This private island resort for 12 lets you disappear

In the early 70s, an eccentric American millionaire flew over Wakaya Island and liked what he saw below. He was looking for a place away from the world, a place where he could disappear for weeks at a time.

The island of Wakaya had then been uninhabited for more than a century: ever since the island’s chief and his loyal warriors rushed to their deaths to avoid capture by a war party from a neighboring island.

David Gilmour has built an 1100 square meter villa overlooking the sea and the longest white sand beach on the island. He called it Vale O – or House in the Clouds – and lived here with his wife.

In 1990, he opened one of the South Pacific’s most exclusive resorts, Wakaya Club & Spa, with room for just six couples, crammed into huge thatched-roof bures next to a private beach. with double hammocks tied between coconut trees.

I arrive about three decades later, one of the few Australians to have set foot on the island of Wakaya where Americans are the target market.
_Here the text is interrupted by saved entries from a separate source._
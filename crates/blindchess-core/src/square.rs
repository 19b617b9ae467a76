use crate::CoreError;
use serde::{Deserialize, Serialize};
use std::fmt;
use std::str::FromStr;

/// Files and ranks per side
pub const BOARD_SIZE: u8 = 8;

/// Color of a board square
#[derive(Debug, Clone, Copy, PartialEq, Eq, Hash, Serialize, Deserialize)]
pub enum SquareColor {
    White,
    Black,
}

impl SquareColor {
    pub fn name(self) -> &'static str {
        match self {
            SquareColor::White => "White",
            SquareColor::Black => "Black",
        }
    }
}

impl fmt::Display for SquareColor {
    fn fmt(&self, f: &mut fmt::Formatter<'_>) -> fmt::Result {
        f.write_str(self.name())
    }
}

/// A square on the 8x8 board.
///
/// Stored as zero-based file and rank indices, so `a1` is `(0, 0)` and `h8` is
/// `(7, 7)`. Every constructor checks bounds; an off-board `Square` cannot be
/// built.
#[derive(Debug, Clone, Copy, PartialEq, Eq, PartialOrd, Ord, Hash, Serialize, Deserialize)]
#[serde(try_from = "String", into = "String")]
pub struct Square {
    file: u8,
    rank: u8,
}

impl Square {
    /// Create a square from zero-based indices
    pub fn new(file: u8, rank: u8) -> Option<Self> {
        if file < BOARD_SIZE && rank < BOARD_SIZE {
            Some(Self { file, rank })
        } else {
            None
        }
    }

    /// Create a square from its letter and number, e.g. `('c', 3)`
    pub fn from_chars(file: char, rank: u8) -> Option<Self> {
        if !('a'..='h').contains(&file) || !(1..=BOARD_SIZE).contains(&rank) {
            return None;
        }
        Self::new(file as u8 - b'a', rank - 1)
    }

    /// Square number `0..64` in file-major order, wrapping larger values
    pub fn from_index(index: u8) -> Self {
        let index = index % (BOARD_SIZE * BOARD_SIZE);
        Self {
            file: index / BOARD_SIZE,
            rank: index % BOARD_SIZE,
        }
    }

    /// Zero-based file index (a = 0)
    pub fn file_index(self) -> u8 {
        self.file
    }

    /// Zero-based rank index (rank 1 = 0)
    pub fn rank_index(self) -> u8 {
        self.rank
    }

    /// File letter, `'a'..='h'`
    pub fn file_char(self) -> char {
        (b'a' + self.file) as char
    }

    /// Rank number, `1..=8`
    pub fn rank_number(self) -> u8 {
        self.rank + 1
    }

    /// Dark squares have an even index sum, so `a1` is black and `h1` is white
    pub fn color(self) -> SquareColor {
        if (self.file + self.rank) % 2 == 0 {
            SquareColor::Black
        } else {
            SquareColor::White
        }
    }

    /// The square displaced by `(df, dr)`, or `None` when it falls off the board
    pub fn offset(self, df: i8, dr: i8) -> Option<Square> {
        let file = self.file as i8 + df;
        let rank = self.rank as i8 + dr;
        if (0..BOARD_SIZE as i8).contains(&file) && (0..BOARD_SIZE as i8).contains(&rank) {
            Some(Self {
                file: file as u8,
                rank: rank as u8,
            })
        } else {
            None
        }
    }

    /// All 64 squares, file-major (a1, a2, ..., h8)
    pub fn all() -> impl Iterator<Item = Square> {
        (0..BOARD_SIZE).flat_map(|file| (0..BOARD_SIZE).map(move |rank| Square { file, rank }))
    }

    /// The two diagonals through this square
    pub fn diagonals(self) -> Diagonals {
        Diagonals {
            rising: Diagonal {
                from: self.ray_end(-1, -1),
                to: self.ray_end(1, 1),
            },
            falling: Diagonal {
                from: self.ray_end(-1, 1),
                to: self.ray_end(1, -1),
            },
        }
    }

    /// Last on-board square walking from here in direction `(df, dr)`
    fn ray_end(self, df: i8, dr: i8) -> Square {
        let mut end = self;
        while let Some(next) = end.offset(df, dr) {
            end = next;
        }
        end
    }
}

impl fmt::Display for Square {
    fn fmt(&self, f: &mut fmt::Formatter<'_>) -> fmt::Result {
        write!(f, "{}{}", self.file_char(), self.rank_number())
    }
}

impl FromStr for Square {
    type Err = CoreError;

    fn from_str(s: &str) -> Result<Self, Self::Err> {
        let invalid = || CoreError::InvalidSquare(s.to_string());
        let mut chars = s.trim().chars();
        let file = chars.next().ok_or_else(invalid)?.to_ascii_lowercase();
        let rank = chars.next().and_then(|c| c.to_digit(10)).ok_or_else(invalid)?;
        if chars.next().is_some() {
            return Err(invalid());
        }
        Square::from_chars(file, rank as u8).ok_or_else(invalid)
    }
}

impl TryFrom<String> for Square {
    type Error = CoreError;

    fn try_from(value: String) -> Result<Self, Self::Error> {
        value.parse()
    }
}

impl From<Square> for String {
    fn from(square: Square) -> Self {
        square.to_string()
    }
}

/// One board diagonal, given by its two end squares
#[derive(Debug, Clone, Copy, PartialEq, Eq, Serialize, Deserialize)]
pub struct Diagonal {
    pub from: Square,
    pub to: Square,
}

impl Diagonal {
    /// Every square on the diagonal, walking from `from` to `to`
    pub fn squares(&self) -> Vec<Square> {
        let df = (self.to.file as i8 - self.from.file as i8).signum();
        let dr = (self.to.rank as i8 - self.from.rank as i8).signum();

        let mut squares = vec![self.from];
        let mut current = self.from;
        while current != self.to {
            match current.offset(df, dr) {
                Some(next) => {
                    squares.push(next);
                    current = next;
                }
                None => break,
            }
        }
        squares
    }

    pub fn contains(&self, square: Square) -> bool {
        self.squares().contains(&square)
    }
}

impl fmt::Display for Diagonal {
    fn fmt(&self, f: &mut fmt::Formatter<'_>) -> fmt::Result {
        write!(f, "{}-{}", self.from, self.to)
    }
}

/// Both diagonals through a square: `rising` runs toward h8, `falling` toward h1
#[derive(Debug, Clone, Copy, PartialEq, Eq, Serialize, Deserialize)]
pub struct Diagonals {
    pub rising: Diagonal,
    pub falling: Diagonal,
}

impl Diagonals {
    pub fn contains(&self, square: Square) -> bool {
        self.rising.contains(square) || self.falling.contains(square)
    }
}

#[cfg(test)]
mod tests {
    use super::*;

    fn sq(name: &str) -> Square {
        name.parse().unwrap()
    }

    #[test]
    fn test_color_convention() {
        assert_eq!(sq("a1").color(), SquareColor::Black);
        assert_eq!(sq("h1").color(), SquareColor::White);
        assert_eq!(sq("h8").color(), SquareColor::Black);
        assert_eq!(sq("e4").color(), SquareColor::White);
        assert_eq!(sq("d4").color(), SquareColor::Black);
    }

    #[test]
    fn test_parse_and_display() {
        let square = sq("c3");
        assert_eq!(square.file_char(), 'c');
        assert_eq!(square.rank_number(), 3);
        assert_eq!(square.to_string(), "c3");
        assert_eq!(sq("E4"), sq("e4"));

        for bad in ["", "a", "i1", "a9", "a0", "e44", "4e"] {
            assert!(bad.parse::<Square>().is_err(), "{bad} should not parse");
        }
    }

    #[test]
    fn test_offset_bounds() {
        assert_eq!(sq("c3").offset(0, 2), Some(sq("c5")));
        assert_eq!(sq("a1").offset(-1, 0), None);
        assert_eq!(sq("h8").offset(0, 1), None);
        assert_eq!(sq("g1").offset(1, 2), Some(sq("h3")));
    }

    #[test]
    fn test_all_squares() {
        let all: Vec<Square> = Square::all().collect();
        assert_eq!(all.len(), 64);
        assert_eq!(all[0], sq("a1"));
        assert_eq!(all[1], sq("a2"));
        assert_eq!(all[63], sq("h8"));
    }

    #[test]
    fn test_diagonals() {
        let diagonals = sq("e4").diagonals();
        assert_eq!(diagonals.rising.to_string(), "b1-h7");
        assert_eq!(diagonals.falling.to_string(), "a8-h1");
        assert_eq!(diagonals.rising.squares().len(), 7);
        assert!(diagonals.contains(sq("c6")));
        assert!(!diagonals.contains(sq("e5")));

        let corner = sq("a1").diagonals();
        assert_eq!(corner.rising.to_string(), "a1-h8");
        assert_eq!(corner.falling.to_string(), "a1-a1");
        assert_eq!(corner.falling.squares(), vec![sq("a1")]);
    }

    #[test]
    fn test_serde_as_name() {
        let json = serde_json::to_string(&sq("g7")).unwrap();
        assert_eq!(json, "\"g7\"");
        let back: Square = serde_json::from_str(&json).unwrap();
        assert_eq!(back, sq("g7"));
        assert!(serde_json::from_str::<Square>("\"z9\"").is_err());
    }
}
Russell Crowe beat me here but his nationality is controversial. In a country famous for its private beach resorts, Wakaya Island has slipped completely under our collective travel radars.

Located in the Lomaiviti Archipelago, east of Fiji’s main island, Viti Levu, the only way to get to Wakaya Island is on a 60-minute propeller plane transfer from Nadi airport.
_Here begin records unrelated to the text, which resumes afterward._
use crate::{MoveInstruction, ObstacleField, Square};
use serde::{Deserialize, Serialize};
use std::collections::BTreeSet;

/// Apply `instructions` to `start` in order.
///
/// Returns `None` if any step would leave the board.
pub fn follow(start: Square, instructions: &[MoveInstruction]) -> Option<Square> {
    instructions
        .iter()
        .try_fold(start, |square, instruction| instruction.apply(square))
}

/// A generated Walker round: start square, instructions and the square they lead to
#[derive(Debug, Clone, PartialEq, Eq, Serialize, Deserialize)]
pub struct WalkerRound {
    pub start: Square,
    pub instructions: Vec<MoveInstruction>,
    pub target: Square,
}

/// A generated Knight Vision round
#[derive(Debug, Clone, PartialEq, Eq, Serialize, Deserialize)]
pub struct KnightRound {
    pub start: Square,
    pub obstacles: ObstacleField,
    pub instructions: Vec<MoveInstruction>,
    /// Where the knight stands after the last instruction
    pub end: Square,
    /// Every legal jump from `end`; the squares the player must find
    pub valid_targets: BTreeSet<Square>,
}

#[cfg(test)]
mod tests {
    use super::*;

    #[test]
    fn test_follow() {
        let start: Square = "c3".parse().unwrap();
        let path = [
            MoveInstruction::straight(0, 2),
            MoveInstruction::diagonal(2, 2),
            MoveInstruction::knight(-1, -2),
        ];
        assert_eq!(follow(start, &path), Some("d5".parse().unwrap()));
        assert_eq!(follow(start, &[]), Some(start));

        let off_board = [MoveInstruction::straight(0, 5), MoveInstruction::straight(0, 1)];
        assert_eq!(follow(start, &off_board), None);
    }
}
While that doesn’t make the resort as convenient as the one on Denarau Island, it does make for one hell of an entry. I land at what the pilot jokingly calls Wakaya International Airport, a gravel airstrip cut between the thick forest that covers most of the island.

The island is barely 900 hectares. It is 10 kilometers long and no more than one and a half kilometers wide. Most of the island is protected within a nature reserve, while the sea surrounding it is part of a marine protected area, famous for its corals and marine life.

I’m greeted by a local host and driven through the forest to an oceanside resort where flamboyant trees bloom between hedgerows and a meticulously trimmed lawn. I order a welcome drink — a Hibiscus Margarita seems appropriate — at a sunken beach-level bar in an open restaurant built a few feet from a long, white-sand beach. Beyond that, the sea glows blue and as I watch it, something huge – a manta ray, perhaps, this part of Fiji is famous for them – leaps cleanly out of the water.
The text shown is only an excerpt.